## Required action:
Check each line of the material below for the string "else" and reply with how many have it, nothing more.

## Record excerpts:
════════════════
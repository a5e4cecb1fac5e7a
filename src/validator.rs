//! Move Validator: a pure predicate over (path, candidate, board).
//!
//! Identical inputs always give identical answers, which replay relies on.

use std::fmt;

use crate::board::Board;
use crate::path::Path;
use crate::types::{Cell, Coordinate};

/// Why a candidate cell cannot extend the path.
#[derive(Debug, Clone, Copy, PartialEq, Eq)]
pub enum Rejection {
    /// Blocked or off the board.
    Blocked,
    /// Does not touch the path's terminal cell.
    NotAdjacent,
    /// Already on the path.
    Revisit,
}

impl fmt::Display for Rejection {
    fn fmt(&self, f: &mut fmt::Formatter<'_>) -> fmt::Result {
        f.write_str(match self {
            Rejection::Blocked => "cell is blocked",
            Rejection::NotAdjacent => "cell is not adjacent to the last dot",
            Rejection::Revisit => "cell is already on the path",
        })
    }
}

/// Rules in order: blocked cells never; an empty path takes anything else;
/// otherwise the candidate must touch the terminal cell and be new.
pub fn check_extend(path: &Path, candidate: Coordinate, board: &Board) -> Result<(), Rejection> {
    if board.classify(candidate) == Cell::Blocked {
        return Err(Rejection::Blocked);
    }
    let Some(last) = path.last() else {
        return Ok(());
    };
    if !last.is_adjacent(candidate) {
        return Err(Rejection::NotAdjacent);
    }
    if path.contains(candidate) {
        return Err(Rejection::Revisit);
    }
    Ok(())
}

#[inline]
pub fn can_extend(path: &Path, candidate: Coordinate, board: &Board) -> bool {
    check_extend(path, candidate, board).is_ok()
}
════════════════
## Response to the task:
2